Demanda que tornou seus salários para lá de atraentes. A remuneração de quem exerce a atividade como especialista na esfera cível varia entre R$ 5 e R$ 12 mil por mês. Apesar de serem disputados, muitos nem possuem diploma de nível superior. Isso porque a profissão ainda não é regulamentada pelo MEC e por ser recente no Brasil, não há cursos de graduação. "É claro que profissionais de tecnologia se encaixam melhor por dominarem o mundo dos bits e bytes", ressalta Giova.

De olho no potencial de mercado, o economista e administrador de empresas Ricardo Theil, resolveu apostar suas fichas na carreira de perito digital. No entanto, sua estratégia foi bem mais ousada. Em 2000, quando resolveu mergulhar na atividade, aproveitou sua veia empreendedora para montar uma empresa especializada na identificação de produtos piratas instalados nos computadores dos clientes. Com a evolução da internet, os problemas ganharam um novo escopo, exigindo do perito um perfil diferente. "Agora, o profissional faz análise e captação das provas eletrônicas", afirma.

Para ele, o caminho foi tranqüilo, já que desde cedo foi seduzido pela carreira de programador e analista de sistemas em grandes companhias, como Cosipa e Volkswagen. Essa bagagem tecnológica o permitiu enxergar o futuro promissor da profissão de perito digital ou forense, com escopo no ambiente virtual.

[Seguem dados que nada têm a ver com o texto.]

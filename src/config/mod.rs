use crate::core::path::config_file;
use crate::core::{MergeError, MergeResult};
use crate::resources::OverwritePolicy;
use apkmerge_core::DedupPolicy;
use serde::{Deserialize, Serialize};
use std::fs;
use std::path::{Path, PathBuf};

/// User configuration, read from `config.yaml`. Every field has a default, so
/// an empty or partial file is valid.
#[derive(Debug, Clone, Default, PartialEq, Serialize, Deserialize)]
pub struct Config {
    #[serde(default)]
    pub tools: ToolsConfig,

    #[serde(default)]
    pub align: AlignConfig,

    #[serde(default)]
    pub signing: SigningConfig,

    #[serde(default)]
    pub merge: MergeConfig,
}

/// Program names (or absolute paths) of the external tools
#[derive(Debug, Clone, PartialEq, Serialize, Deserialize)]
pub struct ToolsConfig {
    #[serde(default = "default_apktool")]
    pub apktool: String,
    #[serde(default = "default_zipalign")]
    pub zipalign: String,
    #[serde(default = "default_keytool")]
    pub keytool: String,
    #[serde(default = "default_apksigner")]
    pub apksigner: String,
}

#[derive(Debug, Clone, PartialEq, Serialize, Deserialize)]
pub struct AlignConfig {
    /// Byte alignment passed to zipalign
    #[serde(default = "default_alignment")]
    pub alignment: u32,

    /// Page-align uncompressed .so files (`zipalign -p`)
    #[serde(default = "default_true")]
    pub page_align: bool,
}

#[derive(Debug, Clone, PartialEq, Serialize, Deserialize)]
pub struct SigningConfig {
    /// Keystore used by apksigner. Generated with keytool when missing, and
    /// removed again after signing only if this run generated it.
    #[serde(default = "default_keystore")]
    pub keystore: PathBuf,
    #[serde(default = "default_alias")]
    pub alias: String,
    #[serde(default = "default_password")]
    pub password: String,
    #[serde(default = "default_key_size")]
    pub key_size: u32,
    #[serde(default = "default_validity_days")]
    pub validity_days: u32,
    #[serde(default = "default_dname")]
    pub dname: String,
}

#[derive(Debug, Clone, Default, PartialEq, Serialize, Deserialize)]
pub struct MergeConfig {
    #[serde(default)]
    pub on_conflict: OverwritePolicy,
    #[serde(default)]
    pub dedup: DedupPolicy,
}

fn default_apktool() -> String {
    "apktool".to_string()
}

fn default_zipalign() -> String {
    "zipalign".to_string()
}

fn default_keytool() -> String {
    "keytool".to_string()
}

fn default_apksigner() -> String {
    "apksigner".to_string()
}

fn default_alignment() -> u32 {
    4
}

fn default_true() -> bool {
    true
}

fn default_keystore() -> PathBuf {
    PathBuf::from("my-release-key.jks")
}

fn default_alias() -> String {
    "my-alias".to_string()
}

fn default_password() -> String {
    "123456".to_string()
}

fn default_key_size() -> u32 {
    2048
}

fn default_validity_days() -> u32 {
    10000
}

fn default_dname() -> String {
    "CN=Unknown, OU=Unknown, O=Unknown, L=Unknown, ST=Unknown, C=Unknown".to_string()
}

impl Default for ToolsConfig {
    fn default() -> Self {
        Self {
            apktool: default_apktool(),
            zipalign: default_zipalign(),
            keytool: default_keytool(),
            apksigner: default_apksigner(),
        }
    }
}

impl Default for AlignConfig {
    fn default() -> Self {
        Self {
            alignment: default_alignment(),
            page_align: true,
        }
    }
}

impl Default for SigningConfig {
    fn default() -> Self {
        Self {
            keystore: default_keystore(),
            alias: default_alias(),
            password: default_password(),
            key_size: default_key_size(),
            validity_days: default_validity_days(),
            dname: default_dname(),
        }
    }
}

impl Config {
    /// Load config from the platform-specific config directory, falling back
    /// to defaults when no file exists
    ///
    /// Config locations:
    /// - Windows: %APPDATA%\apkmerge\config.yaml
    /// - Linux: ~/.config/apkmerge/config.yaml
    /// - macOS: ~/Library/Application Support/apkmerge/config.yaml
    pub fn load() -> MergeResult<Self> {
        let config_path = config_file()?;

        if !config_path.exists() {
            return Ok(Self::default());
        }

        Self::load_from(&config_path)
    }

    /// Load config from an explicit path. The file must exist.
    pub fn load_from(path: &Path) -> MergeResult<Self> {
        if !path.exists() {
            return Err(MergeError::Config(format!(
                "Config file not found: {}",
                path.display()
            )));
        }

        let content = fs::read_to_string(path)?;
        Self::from_yaml(&content)
            .map_err(|e| MergeError::Config(format!("Failed to parse {}: {}", path.display(), e)))
    }

    pub fn from_yaml(content: &str) -> MergeResult<Self> {
        if content.trim().is_empty() {
            return Ok(Self::default());
        }
        Ok(serde_yaml::from_str(content)?)
    }
}
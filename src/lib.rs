//! apkmerge: merge a base APK and its split APKs into one standalone APK.
//!
//! The manifest model and merger live in `apkmerge-core`; this crate adds the
//! resource tree merger, the workspace lifecycle, the external tool
//! collaborators and the pipeline that sequences them.

pub use apkmerge_core::{format_error_with_help, ErrorHelp, MergeError, MergeResult, Stage, ToolError};
pub use apkmerge_core::manifest;

/// Core module re-exported from apkmerge-core.
pub mod core;

/// Configuration management.
pub mod config;

/// Resource, native library and asset tree merging.
pub mod resources;

/// Temporary workspace and signing artifact lifetimes.
pub mod workspace;

/// External tool collaborators.
pub mod tools;

/// Merge pipeline.
pub mod pipeline;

De lá para cá, Theil esteve à frente de outros negócios e atualmente é sócio-presidente da Zetta Technologies, empresa especializada em segurança e perícia digital, com faturamento anual de R$ 20 milhões. "Nossa equipe de peritos ajuda as empresas a descobrirem fraudes e a comprovarem falsa identidade de remetentes de mensagens ou verificar o acesso indevido a redes".

Dominar a tecnologia da informação, entretanto, não faz do profissional um especialista. Conhecer as formas de atuação dos criminosos virtuais requer atualização permanente de conhecimentos, o que tem feito crescer o número de cursos de extensão. Theil, por exemplo, é coordenador do curso de análise forense computacional da Módulo Security. Ele é dividido em dois módulos e tem uma prova de certificação no final.

De acordo com Zilta Marinho, diretora do Módulo Education Center, eles visam preparar profissionais em forense computacional (criminalista computacional) e resposta a incidentes; técnicas de aquisição e análise de evidências; técnicas de investigação, melhores práticas. "O perito digital ou forense não pode se deixar levar pela primeira impressão, deve ter ampla capacidade de análise", observa. A procura tem sido tão grande, que até o momento mais de 100 pessoas fizeram o curso.

Para os profissionais de tecnologia que precisam aprender métodos de identificação, rastreamento e preservação de provas eletrônicas, a Módulo acaba de lançar um curso sobre perícia eletrônica e provas de informática, com duração de um dia. Diante da necessidade do mercado, algumas empresas de segurança da informação oferecem cursos de curta duração, a exemplo da Axur Information Security, que conta com o forensics, voltado a investigação de situações suspeitas. Já o IBP fechou parceria com a Brasiliano & Associados e a Fecap com o objetivo de levar ao público curso de extensão universitária em prova e perícia eletrônica.